Predicting road safety behavior with the implicit attitudes and the Theory of Planned Behavior
Originally Published In
Journal of Safety Research
Introduction The Theory of Planned Behavior (TPB) is one of the most widely used psychological models when it comes to explaining road safety behaviors. Recently, studies have also been conducted from the perspective of dual-process models. However, the present is the first study on road safety behaviors that integrates both perspectives. The study evaluates the roles of both implicit attitudes and TPB constructs in the prediction of seatbelt use.

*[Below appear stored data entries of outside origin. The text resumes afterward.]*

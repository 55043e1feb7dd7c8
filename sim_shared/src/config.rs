//! Configuration system.
//!
//! Loads simulation configuration from JSON strings/files (file IO left to app).

use serde::{Deserialize, Serialize};

/// Lowest and highest positions of the mouse sensitivity slider.
pub const SENSITIVITY_SLIDER_MIN: u32 = 1;
pub const SENSITIVITY_SLIDER_MAX: u32 = 100;
const SENSITIVITY_SLIDER_SCALE: f64 = 50.0;

/// Root configuration shared by client/server.
#[derive(Debug, Clone, PartialEq, Serialize, Deserialize)]
pub struct SimConfig {
    /// Fixed simulation tick rate.
    #[serde(default = "default_tick_hz")]
    pub tick_hz: u32,
    /// Capacity of the client send queue / server inbox channel.
    #[serde(default = "default_inbox_capacity")]
    pub inbox_capacity: usize,
    /// Client input settings.
    #[serde(default)]
    pub input: InputSettings,
}

/// Mouse-look settings applied before angles are quantized.
#[derive(Debug, Clone, Copy, PartialEq, Serialize, Deserialize)]
pub struct InputSettings {
    /// Multiplier on raw mouse deltas, in `[0.02, 2.0]`.
    #[serde(default = "default_mouse_sensitivity")]
    pub mouse_sensitivity: f64,
    #[serde(default)]
    pub invert_mouse_y: bool,
}

fn default_tick_hz() -> u32 {
    64
}

fn default_inbox_capacity() -> usize {
    256
}

fn default_mouse_sensitivity() -> f64 {
    1.0
}

impl Default for SimConfig {
    fn default() -> Self {
        Self {
            tick_hz: default_tick_hz(),
            inbox_capacity: default_inbox_capacity(),
            input: InputSettings::default(),
        }
    }
}

impl Default for InputSettings {
    fn default() -> Self {
        Self {
            mouse_sensitivity: default_mouse_sensitivity(),
            invert_mouse_y: false,
        }
    }
}

impl SimConfig {
    /// Parses config from JSON.
    pub fn from_json_str(s: &str) -> serde_json::Result<Self> {
        serde_json::from_str(s)
    }

    /// Length of one simulation tick in seconds.
    pub fn tick_seconds(&self) -> f32 {
        1.0 / self.tick_hz.max(1) as f32
    }
}

impl InputSettings {
    /// Maps a settings-slider position to a sensitivity multiplier.
    ///
    /// Out-of-range slider values are clamped to `1..=100`.
    pub fn from_slider(value: u32) -> Self {
        let value = value.clamp(SENSITIVITY_SLIDER_MIN, SENSITIVITY_SLIDER_MAX);
        Self {
            mouse_sensitivity: f64::from(value) / SENSITIVITY_SLIDER_SCALE,
            ..Self::default()
        }
    }

    /// Slider position for the current sensitivity.
    pub fn slider_value(&self) -> u32 {
        let v = (self.mouse_sensitivity * SENSITIVITY_SLIDER_SCALE).round();
        (v as u32).clamp(SENSITIVITY_SLIDER_MIN, SENSITIVITY_SLIDER_MAX)
    }
}
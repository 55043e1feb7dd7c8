//! Angle quantization.
//!
//! View angles travel as 16-bit codes in steps of `360 / 32767` degrees
//! (about 0.011°), half the size of an `f32` per angle.
//!
//! The mapping is carried out in `f64` end to end so that client and server
//! produce identical codes for the same input angle.

use std::f64::consts::PI;

use tracing::trace;

/// Codes per full turn.
const CODES_PER_TURN: f64 = 32767.0;

/// Radians per code: `(1 / 32767) * 360 * (pi / 180)`.
pub const UNQUANT_CONST: f64 = 1.0 / CODES_PER_TURN * 360.0 * PI / 180.0;

/// Size of one quantization step, in degrees.
pub const STEP_DEGREES: f64 = 360.0 / CODES_PER_TURN;

/// Scaled values this close to the next integer away from zero are taken as
/// that integer. Absorbs the round-off of the radian/degree conversions so
/// that decoded codes re-quantize to themselves.
const SNAP_EPSILON: f64 = 1e-6;

/// Quantizes an angle in radians to a 16-bit code.
///
/// Degrees are reduced with the floating-point remainder, so the sign of the
/// result follows the sign of the input: `-90°` and `270°` produce different
/// codes. Multi-turn inputs of the same sign alias to the same code.
///
/// Non-finite input quantizes to `0`.
pub fn quantize(radians: f64) -> i16 {
    let degrees = radians.to_degrees() % 360.0;
    truncate_code(degrees / 360.0 * CODES_PER_TURN)
}

/// Recovers the angle in radians encoded by `code`.
pub fn unquantize(code: i16) -> f64 {
    f64::from(code) * UNQUANT_CONST
}

/// Truncates a scaled angle toward zero into a code.
///
/// A value that reaches a full turn (`|code| >= 32767`) folds back to `0`, so
/// the result always lies in `[-32766, 32766]`.
pub fn truncate_code(scaled: f64) -> i16 {
    if !scaled.is_finite() {
        trace!(scaled, "non-finite angle quantized to 0");
        return 0;
    }

    let toward_zero = scaled.trunc();
    let away = toward_zero + scaled.signum();
    let code = if (away - scaled).abs() <= SNAP_EPSILON {
        away
    } else {
        toward_zero
    };

    if code.abs() >= CODES_PER_TURN {
        0
    } else {
        code as i16
    }
}
//! # Catalog Items
//!
//! The immutable `Item` and the raw `CatalogRecord` it is built from.
//!
//! ## From Record to Item
//! ```text
//! ┌─────────────────────────────────────────────────────────────────────────┐
//! │  catalog file ──► loader (any serde format) ──► CatalogRecord           │
//! │                                                      │                  │
//! │                                      CatalogRecord::into_item()         │
//! │                                      ├── name:  must not be empty       │
//! │                                      └── price: 10, 10.0 or "10"        │
//! │                                                      │                  │
//! │                                                      ▼                  │
//! │                                                    Item                 │
//! └─────────────────────────────────────────────────────────────────────────┘
//! ```
//!
//! A negative price passes through loading untouched. The cart is where it
//! gets rejected, so a store can still list and search such an item.

use serde::{Deserialize, Serialize};

use crate::error::ValidationError;
use crate::money::Money;
use crate::validation::{parse_price_float, parse_price_text, validate_item_name};

// =============================================================================
// Item
// =============================================================================

/// An item available for purchase.
///
/// ## Equality
/// Two items are equal when name, price, hashtags (including order and
/// repeats) and description are all equal. The cart relies on this for its
/// uniqueness check; `Hash` agrees with it.
///
/// ## Immutability
/// Fields are private and there are no setters. An `Item` reads the same from
/// catalog load until its store is dropped.
#[derive(Debug, Clone, PartialEq, Eq, Hash, Serialize, Deserialize)]
pub struct Item {
    name: String,
    price: Money,
    hashtags: Vec<String>,
    description: String,
}

impl Item {
    /// Creates an item. The price is not checked here.
    pub fn new(
        name: impl Into<String>,
        price: Money,
        hashtags: Vec<String>,
        description: impl Into<String>,
    ) -> Self {
        Item {
            name: name.into(),
            price,
            hashtags,
            description: description.into(),
        }
    }

    pub fn name(&self) -> &str {
        &self.name
    }

    pub fn price(&self) -> Money {
        self.price
    }

    /// Hashtags in catalog order. Repeats are kept.
    pub fn hashtags(&self) -> &[String] {
        &self.hashtags
    }

    pub fn description(&self) -> &str {
        &self.description
    }

    /// Whether `tag` equals one of this item's hashtags exactly.
    pub fn has_hashtag(&self, tag: &str) -> bool {
        self.hashtags.iter().any(|t| t == tag)
    }
}

// =============================================================================
// Catalog Record
// =============================================================================

/// Price as it appears in a raw catalog record.
///
/// Catalog files in the wild write prices as `10`, `10.0` or `"10"`.
/// All three are accepted as long as they hold a whole number; anything
/// else fails deserialization or validation.
#[derive(Debug, Clone, PartialEq, Serialize, Deserialize)]
#[serde(untagged)]
pub enum RecordPrice {
    Whole(i64),
    Float(f64),
    Text(String),
}

/// One raw entry of the catalog, as handed over by whatever loads it.
///
/// All four fields are required; a loader that deserializes a record with a
/// missing field fails before the store ever sees it.
///
/// ## Example
/// ```rust
/// use shop_core::CatalogRecord;
///
/// let record: CatalogRecord = serde_json::from_str(
///     r#"{"name": "Apple", "price": "10", "hashtags": ["fruit"], "description": "Red"}"#,
/// ).unwrap();
///
/// let item = record.into_item().unwrap();
/// assert_eq!(item.price().amount(), 10);
/// ```
#[derive(Debug, Clone, PartialEq, Serialize, Deserialize)]
pub struct CatalogRecord {
    pub name: String,
    pub price: RecordPrice,
    pub hashtags: Vec<String>,
    pub description: String,
}

impl CatalogRecord {
    /// Validates the record and converts it into an [`Item`].
    pub fn into_item(self) -> Result<Item, ValidationError> {
        validate_item_name(&self.name)?;

        let price = match self.price {
            RecordPrice::Whole(value) => Money::new(value),
            RecordPrice::Float(value) => parse_price_float(value)?,
            RecordPrice::Text(text) => parse_price_text(&text)?,
        };

        Ok(Item::new(self.name, price, self.hashtags, self.description))
    }
}

impl TryFrom<CatalogRecord> for Item {
    type Error = ValidationError;

    fn try_from(record: CatalogRecord) -> Result<Self, Self::Error> {
        record.into_item()
    }
}

// =============================================================================
// Unit Tests
// =============================================================================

Method A sample of 100 drivers completed: (1) a self-reporting instrument on seatbelt use, (2) a questionnaire addressing TPB constructs, (3) an indirect measure of attitudes (Implicit Association Test), and (4) a social desirability scale. Results Results suggest that both types of attitudes make a significant and quite similar contribution to the explanation of seatbelt use. Interestingly, implicit attitudes were a better predictor than explicit attitudes among participants reporting inconsistent seatbelt use. In addition, path analysis models suggested that implicit attitudes appear to be relatively independent of TPB constructs and have a direct effect on seatbelt use. Conclusion The findings advance the idea of adding implicit attitudes to variables from the TPB model in order to increase the explanatory power of models used to predict road safety behaviors. Practical applications Potential use of implicit attitude measures in the education and training of drivers are discussed.